**Recorded data:**

//! Bucketstore
//!
//! A named, bucket-scoped byte key / byte value store on top of an embedded,
//! single-file transactional engine.
//!
//! # Overview
//!
//! A [`Store`] is bound to one database file (`data_dir/name.db`) and one
//! bucket inside it. It offers point operations ([`Store::get`],
//! [`Store::write`], [`Store::delete`]), bulk operations ([`Store::count`],
//! [`Store::for_each`], [`Store::truncate`]) and hot copies
//! ([`Store::copy_to`], [`Store::backup_to`]) that never block readers or
//! writers. Every operation runs in exactly one engine transaction.
//!
//! # Core Traits
//!
//! - [`StorageEngine`] - Opens read-only and read-write transactions
//! - [`Transaction`] - Bucket operations inside one transaction
//!
//! # Error Handling
//!
//! All fallible operations return [`StoreResult<T>`], an alias for
//! `Result<T, StoreError>`. A missing key is not an error: [`Store::get`]
//! returns `Ok(None)` and [`Store::delete`] succeeds.
//!
//! # Logging
//!
//! Stores log through [`tracing`]. The dispatcher is chosen when the store is
//! opened ([`StoreOptions::logger`]) and every event is emitted inside a
//! `store{name=...}` span, so stores opened with different dispatchers don't
//! see each other's events.
//!
//! # Example
//!
//! ```no_run
//! use bucketstore::{Store, StoreOptions};
//!
//! let store = Store::open_with_options("data", "users", StoreOptions::new().mode(0o600))?;
//!
//! store.write("a", b"1")?;
//! store.write("b", b"2")?;
//! assert_eq!(store.count()?, 2);
//!
//! store.truncate()?;
//! assert_eq!(store.get("a")?, None);
//!
//! store.backup_to("users.backup.db")?;
//! store.close();
//! # Ok::<(), bucketstore::StoreError>(())
//! ```
//!
//! # Modules
//!
//! - [`engine`] - Storage engine traits and abstractions
//! - [`backends`] - Concrete storage backend implementations
//! - [`store`] - The bucket-scoped store facade

pub mod backends;
pub mod engine;
pub mod store;

pub use engine::{BucketName, StorageEngine, StoreError, StoreResult, Transaction};
pub use store::{Store, StoreConfig, StoreOptions};
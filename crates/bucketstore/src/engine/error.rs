//! Store error types.

use std::path::PathBuf;
use std::time::Duration;

use thiserror::Error;

/// Errors that can occur in store and engine operations.
///
/// A key that does not exist is never an error: reads report it as `Ok(None)`
/// and deletes as a successful no-op.
#[derive(Debug, Error)]
pub enum StoreError {
    /// The backing file could not be created or opened.
    #[error("failed to open database: {0}")]
    Open(String),

    /// Another handle kept the file locked for longer than the open timeout.
    #[error("timed out after {timeout:?} waiting for the lock on {}", path.display())]
    LockTimeout {
        /// The file that was locked.
        path: PathBuf,
        /// How long the open waited before giving up.
        timeout: Duration,
    },

    /// A store or bucket name cannot be used.
    #[error("invalid name: {0}")]
    InvalidName(String),

    /// A bucket does not exist.
    #[error("bucket not found: {0}")]
    BucketNotFound(String),

    /// A transaction could not be started or committed.
    #[error("transaction error: {0}")]
    Transaction(String),

    /// A write was attempted inside a read-only transaction.
    #[error("cannot write in a read-only transaction")]
    ReadOnly,

    /// The store has been closed.
    #[error("store is closed")]
    Closed,

    /// An I/O error occurred.
    #[error("I/O error: {0}")]
    Io(#[from] std::io::Error),

    /// The operation is not supported.
    #[error("operation not supported: {0}")]
    Unsupported(String),

    /// An engine error with no better classification.
    #[error("internal error: {0}")]
    Internal(String),
}

impl StoreError {
    /// Create an internal error from any displayable engine error.
    pub fn internal(err: impl std::fmt::Display) -> Self {
        Self::Internal(err.to_string())
    }

    /// Create a transaction error from any displayable engine error.
    pub fn transaction(err: impl std::fmt::Display) -> Self {
        Self::Transaction(err.to_string())
    }
}

/// A specialized `Result` type for store operations.
pub type StoreResult<T> = Result<T, StoreError>;
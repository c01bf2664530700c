//! Tests for storage engine traits.
//!
//! These tests validate the trait contracts and can be used to test
//! any storage engine implementation.

use bucketstore::{BucketName, StorageEngine, StoreError, StoreResult, Transaction};

/// A test harness trait for testing storage engine implementations.
///
/// Implementors provide a way to create and clean up test databases.
pub trait TestHarness {
    /// The storage engine type being tested.
    type Engine: StorageEngine;

    /// Create a new storage engine for testing.
    fn create_engine() -> StoreResult<Self::Engine>;

    /// Clean up after tests (remove temp files, etc.).
    fn cleanup(_engine: Self::Engine) {}
}

/// Run the standard test suite against a storage engine.
///
/// # Example
///
/// ```ignore
/// struct RedbHarness;
///
/// impl TestHarness for RedbHarness {
///     type Engine = RedbEngine;
///
///     fn create_engine() -> StoreResult<Self::Engine> {
///         RedbEngine::in_memory()
///     }
/// }
///
/// #[test]
/// fn test_redb_compliance() {
///     run_test_suite::<RedbHarness>();
/// }
/// ```
pub fn run_test_suite<H: TestHarness>() {
    test_bucket_lifecycle::<H>();
    test_basic_operations::<H>();
    test_empty_keys_and_values::<H>();
    test_snapshot_isolation::<H>();
    test_iteration_order::<H>();
    test_iteration_stops_on_error::<H>();
    test_delete_bucket_is_atomic::<H>();
    test_missing_bucket::<H>();
    test_read_only_enforcement::<H>();
}

fn bucket() -> BucketName {
    BucketName::new("test_bucket").expect("valid bucket name")
}

/// Create the test bucket and fill it with `entries` in one transaction.
fn seed<E: StorageEngine>(engine: &E, entries: &[(&[u8], &[u8])]) {
    let bucket = bucket();
    let mut tx = engine.begin_write().expect("failed to begin write");
    tx.create_bucket(&bucket).expect("failed to create bucket");
    for (key, value) in entries {
        tx.put(&bucket, key, value).expect("failed to put");
    }
    tx.commit().expect("failed to commit");
}

/// Test creating, re-creating and deleting a bucket.
fn test_bucket_lifecycle<H: TestHarness>() {
    let engine = H::create_engine().expect("failed to create engine");
    let bucket = bucket();

    {
        let tx = engine.begin_read().expect("failed to begin read");
        assert!(!tx.bucket_exists(&bucket).expect("failed to check bucket"));
    }

    {
        let mut tx = engine.begin_write().expect("failed to begin write");
        tx.create_bucket(&bucket).expect("failed to create bucket");
        tx.put(&bucket, b"key", b"value").expect("failed to put");
        tx.commit().expect("failed to commit");
    }

    // Creating an existing bucket keeps its contents
    {
        let mut tx = engine.begin_write().expect("failed to begin write");
        tx.create_bucket(&bucket).expect("failed to create bucket again");
        tx.commit().expect("failed to commit");
    }

    {
        let tx = engine.begin_read().expect("failed to begin read");
        assert!(tx.bucket_exists(&bucket).expect("failed to check bucket"));
        assert_eq!(tx.len(&bucket).expect("failed to count"), 1);
    }

    {
        let mut tx = engine.begin_write().expect("failed to begin write");
        tx.delete_bucket(&bucket).expect("failed to delete bucket");
        assert!(!tx.bucket_exists(&bucket).expect("failed to check bucket"));

        let again = tx.delete_bucket(&bucket);
        assert!(matches!(again, Err(StoreError::BucketNotFound(_))));
        tx.commit().expect("failed to commit");
    }

    H::cleanup(engine);
}

/// Test basic get/put/delete operations.
fn test_basic_operations<H: TestHarness>() {
    let engine = H::create_engine().expect("failed to create engine");
    let bucket = bucket();
    seed(&engine, &[(b"key1", b"value1")]);

    {
        let tx = engine.begin_read().expect("failed to begin read");
        let value = tx.get(&bucket, b"key1").expect("failed to get");
        assert_eq!(value, Some(b"value1".to_vec()));
    }

    // Update the value
    {
        let mut tx = engine.begin_write().expect("failed to begin write");
        tx.put(&bucket, b"key1", b"value1_updated").expect("failed to put");
        tx.commit().expect("failed to commit");
    }

    {
        let tx = engine.begin_read().expect("failed to begin read");
        let value = tx.get(&bucket, b"key1").expect("failed to get");
        assert_eq!(value, Some(b"value1_updated".to_vec()));
        assert_eq!(tx.len(&bucket).expect("failed to count"), 1);
    }

    // Delete the key
    {
        let mut tx = engine.begin_write().expect("failed to begin write");
        let deleted = tx.delete(&bucket, b"key1").expect("failed to delete");
        assert!(deleted);
        tx.commit().expect("failed to commit");
    }

    {
        let tx = engine.begin_read().expect("failed to begin read");
        let value = tx.get(&bucket, b"key1").expect("failed to get");
        assert_eq!(value, None);
        assert_eq!(tx.len(&bucket).expect("failed to count"), 0);
    }

    // Delete non-existent key should return false
    {
        let mut tx = engine.begin_write().expect("failed to begin write");
        let deleted = tx.delete(&bucket, b"nonexistent").expect("failed to delete");
        assert!(!deleted);
        tx.rollback().expect("failed to rollback");
    }

    H::cleanup(engine);
}

/// Test that empty keys and empty values are stored, not treated as absent.
fn test_empty_keys_and_values<H: TestHarness>() {
    let engine = H::create_engine().expect("failed to create engine");
    let bucket = bucket();
    seed(&engine, &[(b"", b"empty key"), (b"empty value", b"")]);

    let tx = engine.begin_read().expect("failed to begin read");
    assert_eq!(tx.get(&bucket, b"").expect("failed to get"), Some(b"empty key".to_vec()));
    assert_eq!(tx.get(&bucket, b"empty value").expect("failed to get"), Some(Vec::new()));
    assert_eq!(tx.get(&bucket, b"missing").expect("failed to get"), None);
    assert_eq!(tx.len(&bucket).expect("failed to count"), 2);
    drop(tx);

    H::cleanup(engine);
}

/// Test that a read transaction keeps the snapshot it started with.
fn test_snapshot_isolation<H: TestHarness>() {
    let engine = H::create_engine().expect("failed to create engine");
    let bucket = bucket();
    seed(&engine, &[(b"key1", b"initial")]);

    {
        let read_tx = engine.begin_read().expect("failed to begin read");

        // A writer commits while the reader is still open
        {
            let mut write_tx = engine.begin_write().expect("failed to begin write");
            write_tx.put(&bucket, b"key1", b"updated").expect("failed to put");
            write_tx.put(&bucket, b"key2", b"new").expect("failed to put");
            write_tx.commit().expect("failed to commit");
        }

        let value = read_tx.get(&bucket, b"key1").expect("failed to get");
        assert_eq!(value, Some(b"initial".to_vec()));
        assert_eq!(read_tx.get(&bucket, b"key2").expect("failed to get"), None);
        assert_eq!(read_tx.len(&bucket).expect("failed to count"), 1);
    }

    // New read transaction sees updated value
    {
        let read_tx = engine.begin_read().expect("failed to begin read");
        let value = read_tx.get(&bucket, b"key1").expect("failed to get");
        assert_eq!(value, Some(b"updated".to_vec()));
        assert_eq!(read_tx.len(&bucket).expect("failed to count"), 2);
    }

    H::cleanup(engine);
}

/// Test that iteration visits keys in ascending byte order.
fn test_iteration_order<H: TestHarness>() {
    let engine = H::create_engine().expect("failed to create engine");
    let bucket = bucket();
    seed(
        &engine,
        &[(b"b", b"2"), (&[0xFF], b"max"), (b"ab", b"12"), (b"", b"empty"), (b"a", b"1")],
    );

    let tx = engine.begin_read().expect("failed to begin read");
    let mut keys = Vec::new();
    tx.for_each(&bucket, |key, _| {
        keys.push(key.to_vec());
        Ok::<_, StoreError>(())
    })
    .expect("failed to iterate");

    let expected: Vec<Vec<u8>> =
        vec![b"".to_vec(), b"a".to_vec(), b"ab".to_vec(), b"b".to_vec(), vec![0xFF]];
    assert_eq!(keys, expected);
    drop(tx);

    H::cleanup(engine);
}

#[derive(Debug)]
enum WalkError {
    Stop(Vec<u8>),
    Store(StoreError),
}

impl From<StoreError> for WalkError {
    fn from(err: StoreError) -> Self {
        Self::Store(err)
    }
}

/// Test that a callback error stops the walk and comes back unchanged.
fn test_iteration_stops_on_error<H: TestHarness>() {
    let engine = H::create_engine().expect("failed to create engine");
    let bucket = bucket();
    seed(&engine, &[(b"a", b"1"), (b"b", b"2"), (b"c", b"3")]);

    let tx = engine.begin_read().expect("failed to begin read");
    let mut visited = 0;
    let result = tx.for_each(&bucket, |key, _| {
        visited += 1;
        if key == b"b" {
            return Err(WalkError::Stop(key.to_vec()));
        }
        Ok(())
    });

    assert_eq!(visited, 2);
    match result {
        Err(WalkError::Stop(key)) => assert_eq!(key, b"b"),
        other => panic!("unexpected result: {other:?}"),
    }
    drop(tx);

    H::cleanup(engine);
}

/// Test that deleting and recreating a bucket is all-or-nothing.
fn test_delete_bucket_is_atomic<H: TestHarness>() {
    let engine = H::create_engine().expect("failed to create engine");
    let bucket = bucket();
    seed(&engine, &[(b"a", b"1"), (b"b", b"2")]);

    // Delete without commit leaves the bucket intact
    {
        let mut tx = engine.begin_write().expect("failed to begin write");
        tx.delete_bucket(&bucket).expect("failed to delete bucket");
        tx.rollback().expect("failed to rollback");
    }

    {
        let tx = engine.begin_read().expect("failed to begin read");
        assert_eq!(tx.len(&bucket).expect("failed to count"), 2);
    }

    // Dropping an uncommitted transaction rolls back as well
    {
        let mut tx = engine.begin_write().expect("failed to begin write");
        tx.delete_bucket(&bucket).expect("failed to delete bucket");
        drop(tx);
    }

    {
        let tx = engine.begin_read().expect("failed to begin read");
        assert_eq!(tx.get(&bucket, b"a").expect("failed to get"), Some(b"1".to_vec()));
    }

    // Delete plus recreate in one commit empties the bucket
    {
        let mut tx = engine.begin_write().expect("failed to begin write");
        tx.delete_bucket(&bucket).expect("failed to delete bucket");
        tx.create_bucket(&bucket).expect("failed to create bucket");
        tx.commit().expect("failed to commit");
    }

    {
        let tx = engine.begin_read().expect("failed to begin read");
        assert!(tx.bucket_exists(&bucket).expect("failed to check bucket"));
        assert_eq!(tx.len(&bucket).expect("failed to count"), 0);
        assert_eq!(tx.get(&bucket, b"a").expect("failed to get"), None);
    }

    H::cleanup(engine);
}

/// Test reads against a bucket that was never created.
fn test_missing_bucket<H: TestHarness>() {
    let engine = H::create_engine().expect("failed to create engine");
    let missing = BucketName::new("missing").expect("valid bucket name");

    let tx = engine.begin_read().expect("failed to begin read");
    assert!(matches!(tx.get(&missing, b"key"), Err(StoreError::BucketNotFound(_))));
    assert!(matches!(tx.len(&missing), Err(StoreError::BucketNotFound(_))));
    drop(tx);

    H::cleanup(engine);
}

/// Test that read-only transactions reject write operations.
fn test_read_only_enforcement<H: TestHarness>() {
    let engine = H::create_engine().expect("failed to create engine");
    let bucket = bucket();
    seed(&engine, &[(b"key", b"value")]);

    {
        let mut tx = engine.begin_read().expect("failed to begin read");
        assert!(tx.is_read_only());
        assert!(matches!(tx.put(&bucket, b"key", b"other"), Err(StoreError::ReadOnly)));
        assert!(matches!(tx.delete(&bucket, b"key"), Err(StoreError::ReadOnly)));
        assert!(matches!(tx.create_bucket(&bucket), Err(StoreError::ReadOnly)));
        assert!(matches!(tx.delete_bucket(&bucket), Err(StoreError::ReadOnly)));
    }

    {
        let tx = engine.begin_write().expect("failed to begin write");
        assert!(!tx.is_read_only());
        tx.rollback().expect("failed to rollback");
    }

    {
        let tx = engine.begin_read().expect("failed to begin read");
        assert_eq!(tx.get(&bucket, b"key").expect("failed to get"), Some(b"value".to_vec()));
    }

    H::cleanup(engine);
}

/// Test error types are properly constructed and implement Error trait.
#[test]
fn test_error_types() {
    fn assert_error<E: std::error::Error + Send + Sync + 'static>() {}
    assert_error::<StoreError>();

    let open_err = StoreError::Open("test".to_string());
    assert!(open_err.to_string().contains("test"));

    let bucket_err = StoreError::BucketNotFound("users".to_string());
    assert!(bucket_err.to_string().contains("users"));

    let read_only_err = StoreError::ReadOnly;
    assert!(read_only_err.to_string().contains("read-only"));

    let timeout_err = StoreError::LockTimeout {
        path: "data/users.db".into(),
        timeout: std::time::Duration::from_millis(100),
    };
    assert!(timeout_err.to_string().contains("users.db"));

    let io_err: StoreError = std::io::Error::new(std::io::ErrorKind::NotFound, "gone").into();
    assert!(matches!(io_err, StoreError::Io(_)));
}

**What you will do:** The answer must consist solely of the number of lines in the entries that contain the word "opened".

**Reply:** 3